It was June 13, 2003: Father's Day. Kids in Distress needed emergency placement
for a newborn left that morning at a Deerfield Beach firehouse.
The Lewises, of Fort Lauderdale, were used to such calls. Married three years,
they were caring for two sisters and a boy: all preschoolers.
' `This one is different,' '' Lori said the social worker told her. `` `She's
pre-adoption. I want you to have her.'
``I fell to my knees. Then [the social worker] showed up with Baby Gloria and
six pink roses.''
On Tuesday, the baby whom the firefighters named Hope and the Lewises named
Gloria legally becomes their daughter: Gloria Hope Lewis.
So does Erika Lynn, 4, whose last name and picture can't be revealed until the
adoption, at the Broward County Courthouse, is final. She's been with the
Lewises since last April.
Her sister lives with another family. The boy, 4, remains with the Lewises.
''Sisters for Life,'' reads the adoption-day announcements that the Lewises
sent to friends. The girls are smiling, in matching green dresses.

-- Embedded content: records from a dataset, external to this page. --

//! Frame decoding.
//!
//! Webcam MJPG frames are not conformant still JPEG: most devices omit the
//! Huffman tables (the decoder is expected to assume the ITU-T T.81 Annex K
//! defaults) and pad the buffer past EOI. Every frame therefore goes through two
//! stages, in order:
//! 1. `repair_mjpeg`: rebuild a strict JPEG bitstream
//! 2. `decode_jpeg`: decode the strict bitstream into RGBA8
//!
//! Both are pure functions over bytes so they can be exercised without a device.

use image::{ImageFormat, RgbaImage};

use crate::device::RawCapture;
use crate::error::DecodeError;

const SOI: u8 = 0xD8;
const EOI: u8 = 0xD9;
const SOS: u8 = 0xDA;
const DHT: u8 = 0xC4;
const TEM: u8 = 0x01;

const LUMA_DC_BITS: [u8; 16] = [0, 1, 5, 1, 1, 1, 1, 1, 1, 0, 0, 0, 0, 0, 0, 0];
const LUMA_DC_VALUES: [u8; 12] = [0, 1, 2, 3, 4, 5, 6, 7, 8, 9, 10, 11];
const CHROMA_DC_BITS: [u8; 16] = [0, 3, 1, 1, 1, 1, 1, 1, 1, 1, 1, 0, 0, 0, 0, 0];
const CHROMA_DC_VALUES: [u8; 12] = [0, 1, 2, 3, 4, 5, 6, 7, 8, 9, 10, 11];

const LUMA_AC_BITS: [u8; 16] = [0, 2, 1, 3, 3, 2, 4, 3, 5, 5, 4, 4, 0, 0, 1, 0x7d];
#[rustfmt::skip]
const LUMA_AC_VALUES: [u8; 162] = [
    0x01, 0x02, 0x03, 0x00, 0x04, 0x11, 0x05, 0x12, 0x21, 0x31, 0x41, 0x06, 0x13, 0x51, 0x61, 0x07,
    0x22, 0x71, 0x14, 0x32, 0x81, 0x91, 0xa1, 0x08, 0x23, 0x42, 0xb1, 0xc1, 0x15, 0x52, 0xd1, 0xf0,
    0x24, 0x33, 0x62, 0x72, 0x82, 0x09, 0x0a, 0x16, 0x17, 0x18, 0x19, 0x1a, 0x25, 0x26, 0x27, 0x28,
    0x29, 0x2a, 0x34, 0x35, 0x36, 0x37, 0x38, 0x39, 0x3a, 0x43, 0x44, 0x45, 0x46, 0x47, 0x48, 0x49,
    0x4a, 0x53, 0x54, 0x55, 0x56, 0x57, 0x58, 0x59, 0x5a, 0x63, 0x64, 0x65, 0x66, 0x67, 0x68, 0x69,
    0x6a, 0x73, 0x74, 0x75, 0x76, 0x77, 0x78, 0x79, 0x7a, 0x83, 0x84, 0x85, 0x86, 0x87, 0x88, 0x89,
    0x8a, 0x92, 0x93, 0x94, 0x95, 0x96, 0x97, 0x98, 0x99, 0x9a, 0xa2, 0xa3, 0xa4, 0xa5, 0xa6, 0xa7,
    0xa8, 0xa9, 0xaa, 0xb2, 0xb3, 0xb4, 0xb5, 0xb6, 0xb7, 0xb8, 0xb9, 0xba, 0xc2, 0xc3, 0xc4, 0xc5,
    0xc6, 0xc7, 0xc8, 0xc9, 0xca, 0xd2, 0xd3, 0xd4, 0xd5, 0xd6, 0xd7, 0xd8, 0xd9, 0xda, 0xe1, 0xe2,
    0xe3, 0xe4, 0xe5, 0xe6, 0xe7, 0xe8, 0xe9, 0xea, 0xf1, 0xf2, 0xf3, 0xf4, 0xf5, 0xf6, 0xf7, 0xf8,
    0xf9, 0xfa,
];

const CHROMA_AC_BITS: [u8; 16] = [0, 2, 1, 2, 4, 4, 3, 4, 7, 5, 4, 4, 0, 1, 2, 0x77];
#[rustfmt::skip]
const CHROMA_AC_VALUES: [u8; 162] = [
    0x00, 0x01, 0x02, 0x03, 0x11, 0x04, 0x05, 0x21, 0x31, 0x06, 0x12, 0x41, 0x51, 0x07, 0x61, 0x71,
    0x13, 0x22, 0x32, 0x81, 0x08, 0x14, 0x42, 0x91, 0xa1, 0xb1, 0xc1, 0x09, 0x23, 0x33, 0x52, 0xf0,
    0x15, 0x62, 0x72, 0xd1, 0x0a, 0x16, 0x24, 0x34, 0xe1, 0x25, 0xf1, 0x17, 0x18, 0x19, 0x1a, 0x26,
    0x27, 0x28, 0x29, 0x2a, 0x35, 0x36, 0x37, 0x38, 0x39, 0x3a, 0x43, 0x44, 0x45, 0x46, 0x47, 0x48,
    0x49, 0x4a, 0x53, 0x54, 0x55, 0x56, 0x57, 0x58, 0x59, 0x5a, 0x63, 0x64, 0x65, 0x66, 0x67, 0x68,
    0x69, 0x6a, 0x73, 0x74, 0x75, 0x76, 0x77, 0x78, 0x79, 0x7a, 0x82, 0x83, 0x84, 0x85, 0x86, 0x87,
    0x88, 0x89, 0x8a, 0x92, 0x93, 0x94, 0x95, 0x96, 0x97, 0x98, 0x99, 0x9a, 0xa2, 0xa3, 0xa4, 0xa5,
    0xa6, 0xa7, 0xa8, 0xa9, 0xaa, 0xb2, 0xb3, 0xb4, 0xb5, 0xb6, 0xb7, 0xb8, 0xb9, 0xba, 0xc2, 0xc3,
    0xc4, 0xc5, 0xc6, 0xc7, 0xc8, 0xc9, 0xca, 0xd2, 0xd3, 0xd4, 0xd5, 0xd6, 0xd7, 0xd8, 0xd9, 0xda,
    0xe2, 0xe3, 0xe4, 0xe5, 0xe6, 0xe7, 0xe8, 0xe9, 0xea, 0xf2, 0xf3, 0xf4, 0xf5, 0xf6, 0xf7, 0xf8,
    0xf9, 0xfa,
];

/// One camera's decoded frame for the current cycle.
pub struct DecodedFrame {
    device: String,
    image: RgbaImage,
}

impl DecodedFrame {
    pub fn new(device: impl Into<String>, image: RgbaImage) -> Self {
        Self {
            device: device.into(),
            image,
        }
    }

    pub fn device(&self) -> &str {
        &self.device
    }

    pub fn image(&self) -> &RgbaImage {
        &self.image
    }

    pub fn width(&self) -> u32 {
        self.image.width()
    }

    pub fn height(&self) -> u32 {
        self.image.height()
    }

    pub fn into_image(self) -> RgbaImage {
        self.image
    }
}

/// Repair then decode one raw capture.
pub fn decode_frame(raw: &RawCapture) -> Result<DecodedFrame, DecodeError> {
    let jpeg = repair_mjpeg(raw.as_bytes())?;
    let image = decode_jpeg(&jpeg)?;
    Ok(DecodedFrame::new(raw.device(), image))
}

/// Decode a strict JPEG bitstream into RGBA8.
pub fn decode_jpeg(bytes: &[u8]) -> Result<RgbaImage, DecodeError> {
    let image = image::load_from_memory_with_format(bytes, ImageFormat::Jpeg)?;
    Ok(image.into_rgba8())
}

/// Rebuild a strict JPEG bitstream from a device MJPG frame.
///
/// Drops bytes before SOI and after the first EOI and inserts the default
/// Huffman tables when the header has none. A frame whose scan never reaches
/// EOI is rejected: it cannot be told apart from a buffer the device cut short.
/// A conformant JPEG comes back unchanged.
pub fn repair_mjpeg(raw: &[u8]) -> Result<Vec<u8>, DecodeError> {
    let soi = raw
        .windows(2)
        .position(|w| w == [0xFF, SOI])
        .ok_or(DecodeError::MissingSoi)?;
    let data = &raw[soi..];
    let header = parse_header(data)?;

    let entropy = &data[header.scan.end..];
    let eoi = find_eoi(entropy).ok_or(DecodeError::MissingEoi {
        scan_bytes: entropy.len(),
    })?;
    let has_tables = header.segments.iter().any(|s| s.marker == DHT);

    let mut out = Vec::with_capacity(data.len() + 512);
    out.extend_from_slice(&[0xFF, SOI]);
    for segment in &header.segments {
        out.extend_from_slice(&data[segment.start..segment.end]);
    }
    if !has_tables {
        write_default_huffman_tables(&mut out);
    }
    out.extend_from_slice(&data[header.scan.start..header.scan.end]);
    out.extend_from_slice(&entropy[..eoi + 2]);
    Ok(out)
}

/// A marker segment; `start` is the 0xFF of the marker, `end` is exclusive.
#[derive(Clone, Copy, Debug)]
pub(crate) struct Segment {
    pub(crate) marker: u8,
    pub(crate) start: usize,
    pub(crate) end: usize,
}

/// Segments between SOI and the first scan, plus the SOS header itself.
pub(crate) struct Header {
    pub(crate) segments: Vec<Segment>,
    pub(crate) scan: Segment,
}

/// Walk marker segments of `data`, which must start with SOI.
pub(crate) fn parse_header(data: &[u8]) -> Result<Header, DecodeError> {
    if !data.starts_with(&[0xFF, SOI]) {
        return Err(DecodeError::MissingSoi);
    }
    let mut segments = Vec::new();
    let mut pos = 2;
    loop {
        let Some(&byte) = data.get(pos) else {
            return Err(DecodeError::MissingScan);
        };
        if byte != 0xFF {
            return Err(DecodeError::InvalidMarker {
                offset: pos,
                found: byte,
            });
        }
        // Any number of 0xFF fill bytes may precede a marker.
        while data.get(pos + 1) == Some(&0xFF) {
            pos += 1;
        }
        let Some(&marker) = data.get(pos + 1) else {
            return Err(DecodeError::MissingScan);
        };

        match marker {
            EOI => return Err(DecodeError::MissingScan),
            0x00 | SOI => {
                return Err(DecodeError::InvalidMarker {
                    offset: pos + 1,
                    found: marker,
                })
            }
            TEM | 0xD0..=0xD7 => {
                segments.push(Segment {
                    marker,
                    start: pos,
                    end: pos + 2,
                });
                pos += 2;
            }
            _ => {
                let Some(len_bytes) = data.get(pos + 2..pos + 4) else {
                    return Err(DecodeError::Truncated { offset: pos });
                };
                let len = usize::from(u16::from_be_bytes([len_bytes[0], len_bytes[1]]));
                let end = pos + 2 + len;
                if len < 2 || end > data.len() {
                    return Err(DecodeError::Truncated { offset: pos });
                }
                let segment = Segment {
                    marker,
                    start: pos,
                    end,
                };
                if marker == SOS {
                    return Ok(Header {
                        segments,
                        scan: segment,
                    });
                }
                segments.push(segment);
                pos = end;
            }
        }
    }
}

// Entropy-coded data stuffs every 0xFF data byte as FF 00, so FF D9 is only EOI.
fn find_eoi(entropy: &[u8]) -> Option<usize> {
    entropy.windows(2).position(|w| w == [0xFF, EOI])
}

fn write_default_huffman_tables(out: &mut Vec<u8>) {
    let tables: [(u8, &[u8; 16], &[u8]); 4] = [
        (0x00, &LUMA_DC_BITS, &LUMA_DC_VALUES),
        (0x10, &LUMA_AC_BITS, &LUMA_AC_VALUES),
        (0x01, &CHROMA_DC_BITS, &CHROMA_DC_VALUES),
        (0x11, &CHROMA_AC_BITS, &CHROMA_AC_VALUES),
    ];
    let len = 2 + tables
        .iter()
        .map(|(_, bits, values)| 1 + bits.len() + values.len())
        .sum::<usize>();

    out.extend_from_slice(&[0xFF, DHT]);
    out.extend_from_slice(&(len as u16).to_be_bytes());
    for (class_and_id, bits, values) in tables {
        out.push(class_and_id);
        out.extend_from_slice(bits);
        out.extend_from_slice(values);
    }
}

#[cfg(test)]
mod tests {
    use super::*;
    use crate::device::stub::{encode_jpeg, synthetic_frame};
    use anyhow::Result;
    use image::codecs::jpeg::JpegEncoder;
    use image::{Rgb, RgbImage};

    fn count_tables(jpeg: &[u8]) -> Result<usize> {
        let header = parse_header(jpeg)?;
        Ok(header.segments.iter().filter(|s| s.marker == DHT).count())
    }

    #[test]
    fn default_tables_match_annex_k_sizes() {
        let bit_total = |bits: &[u8; 16]| bits.iter().map(|&b| usize::from(b)).sum::<usize>();
        assert_eq!(bit_total(&LUMA_DC_BITS), LUMA_DC_VALUES.len());
        assert_eq!(bit_total(&CHROMA_DC_BITS), CHROMA_DC_VALUES.len());
        assert_eq!(bit_total(&LUMA_AC_BITS), LUMA_AC_VALUES.len());
        assert_eq!(bit_total(&CHROMA_AC_BITS), CHROMA_AC_VALUES.len());

        let mut out = Vec::new();
        write_default_huffman_tables(&mut out);
        assert_eq!(&out[..4], &[0xFF, DHT, 0x01, 0xA2]);
        assert_eq!(out.len(), 2 + 0x01A2);
    }

    #[test]
    fn conformant_jpeg_passes_through_unchanged() -> Result<()> {
        let jpeg = encode_jpeg(Rgb([10, 200, 30]), 32, 16)?;
        assert_eq!(repair_mjpeg(&jpeg)?, jpeg);
        Ok(())
    }

    #[test]
    fn inserts_tables_into_device_frame() -> Result<()> {
        let frame = synthetic_frame(Rgb([200, 40, 40]), 64, 48)?;
        assert_eq!(count_tables(&frame)?, 0);

        let repaired = repair_mjpeg(&frame)?;
        assert_eq!(count_tables(&repaired)?, 1);
        assert!(repaired.ends_with(&[0xFF, EOI]));

        let image = decode_jpeg(&repaired)?;
        assert_eq!(image.dimensions(), (64, 48));
        Ok(())
    }

    #[test]
    fn repaired_frame_decodes_like_the_source_image() -> Result<()> {
        let color = Rgb([90, 160, 220]);
        let reference = decode_jpeg(&encode_jpeg(color, 48, 32)?)?;
        let repaired = repair_mjpeg(&synthetic_frame(color, 48, 32)?)?;
        assert_eq!(decode_jpeg(&repaired)?, reference);
        Ok(())
    }

    #[test]
    fn trims_bytes_outside_soi_and_eoi() -> Result<()> {
        let jpeg = encode_jpeg(Rgb([0, 0, 255]), 16, 16)?;
        let mut raw = vec![0x00, 0x11, 0x22];
        raw.extend_from_slice(&jpeg);
        raw.extend_from_slice(&[0u8; 32]);
        assert_eq!(repair_mjpeg(&raw)?, jpeg);
        Ok(())
    }

    #[test]
    fn frame_without_eoi_is_rejected() -> Result<()> {
        let jpeg = encode_jpeg(Rgb([255, 255, 0]), 16, 16)?;
        let cut = &jpeg[..jpeg.len() - 2];
        assert!(matches!(
            repair_mjpeg(cut),
            Err(DecodeError::MissingEoi { .. })
        ));
        Ok(())
    }

    #[test]
    fn scan_cut_short_is_not_decoded() -> Result<()> {
        let gradient = RgbImage::from_fn(320, 240, |x, y| {
            Rgb([(x * 255 / 319) as u8, (y * 255 / 239) as u8, 136])
        });
        let mut jpeg = Vec::new();
        JpegEncoder::new_with_quality(&mut jpeg, 90).encode_image(&gradient)?;
        let scan_start = parse_header(&jpeg)?.scan.end;
        let entropy_len = jpeg.len() - scan_start;

        // Keep a third of the scan, then the padding a device leaves behind.
        let mut cut = jpeg[..scan_start + entropy_len / 3].to_vec();
        cut.extend_from_slice(&[0u8; 64]);
        match repair_mjpeg(&cut) {
            Err(DecodeError::MissingEoi { scan_bytes }) => {
                assert_eq!(scan_bytes, entropy_len / 3 + 64)
            }
            Err(other) => panic!("unexpected error: {other}"),
            Ok(_) => panic!("a cut scan must not be repaired into a full frame"),
        }

        let raw = RawCapture::new("stub://cut", cut);
        assert!(decode_frame(&raw).is_err());
        Ok(())
    }

    #[test]
    fn rejects_unrepairable_frames() {
        assert!(matches!(
            repair_mjpeg(&[0x00; 64]),
            Err(DecodeError::MissingSoi)
        ));
        assert!(matches!(
            repair_mjpeg(&[0xFF, SOI]),
            Err(DecodeError::MissingScan)
        ));
        assert!(matches!(
            repair_mjpeg(&[0xFF, SOI, 0x12, 0x34]),
            Err(DecodeError::InvalidMarker { offset: 2, found: 0x12 })
        ));
        assert!(matches!(
            repair_mjpeg(&[0xFF, SOI, 0xFF, 0xE0, 0x00, 0x10, 0x4A]),
            Err(DecodeError::Truncated { offset: 2 })
        ));
        assert!(matches!(
            repair_mjpeg(&[0xFF, SOI, 0xFF, EOI]),
            Err(DecodeError::MissingScan)
        ));
    }

    #[test]
    fn garbage_after_repair_is_a_decode_error() {
        assert!(matches!(
            decode_jpeg(b"definitely not a jpeg"),
            Err(DecodeError::Image(_))
        ));
    }

    #[test]
    fn decode_frame_keeps_device_identity() -> Result<()> {
        let raw = RawCapture::new("stub://left", synthetic_frame(Rgb([1, 2, 3]), 16, 8)?);
        let frame = decode_frame(&raw)?;
        assert_eq!(frame.device(), "stub://left");
        assert_eq!((frame.width(), frame.height()), (16, 8));
        Ok(())
    }
}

They bear uncanny resemblances to their new parents: Erika is dark-haired,
dark-eyed and olive-skinned like Michael. Gloria, who has strawberry-blonde
peach fuzz, is blue-eyed and fair, like Lori.
The moment will be especially sweet for Nick Silverio. He established a
foundation in memory of his late wife to publicize the Florida law that
shielded Gloria Hope's biological mother from prosecution for abandonment.
The law enables parents to leave infants up to three days old at hospitals,
fire and paramedic stations anonymously.
The Gloria M. Silverio Foundation's ''Safe Haven for Newborns'' program
promotes the law statewide, and has been credited with saving 18 babies since
Nick Silverio, a Palmetto Bay software developer, launched it in 2000.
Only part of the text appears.